Instructions for the task: Given the listing that follows, report all lines in which the string "DbResult" occurs.

Data for review:
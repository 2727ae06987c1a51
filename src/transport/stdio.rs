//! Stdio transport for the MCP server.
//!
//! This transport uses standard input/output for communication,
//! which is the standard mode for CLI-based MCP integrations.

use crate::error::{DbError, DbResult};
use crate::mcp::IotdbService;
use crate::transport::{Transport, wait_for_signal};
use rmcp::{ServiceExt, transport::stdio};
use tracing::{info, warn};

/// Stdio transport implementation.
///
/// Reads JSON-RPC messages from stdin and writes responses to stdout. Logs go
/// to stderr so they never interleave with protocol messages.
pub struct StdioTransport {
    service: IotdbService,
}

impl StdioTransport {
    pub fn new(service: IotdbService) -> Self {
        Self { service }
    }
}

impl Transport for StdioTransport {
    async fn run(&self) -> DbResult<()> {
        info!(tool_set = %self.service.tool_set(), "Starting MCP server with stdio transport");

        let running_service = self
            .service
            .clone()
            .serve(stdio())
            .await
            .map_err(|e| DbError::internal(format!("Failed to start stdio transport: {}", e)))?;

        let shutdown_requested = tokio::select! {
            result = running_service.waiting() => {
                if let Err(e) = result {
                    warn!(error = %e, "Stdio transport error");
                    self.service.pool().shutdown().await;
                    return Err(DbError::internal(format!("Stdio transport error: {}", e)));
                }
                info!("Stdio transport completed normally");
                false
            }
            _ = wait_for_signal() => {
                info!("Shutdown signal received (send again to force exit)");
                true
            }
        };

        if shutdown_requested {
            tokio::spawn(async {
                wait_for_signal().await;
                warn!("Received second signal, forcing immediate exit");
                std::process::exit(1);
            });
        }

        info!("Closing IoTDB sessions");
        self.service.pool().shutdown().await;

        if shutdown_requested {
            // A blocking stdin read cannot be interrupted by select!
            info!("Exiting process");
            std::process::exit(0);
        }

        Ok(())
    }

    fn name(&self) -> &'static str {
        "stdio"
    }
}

Response box:
use crate::error::{DbError, DbResult};
    async fn run(&self) -> DbResult<()> {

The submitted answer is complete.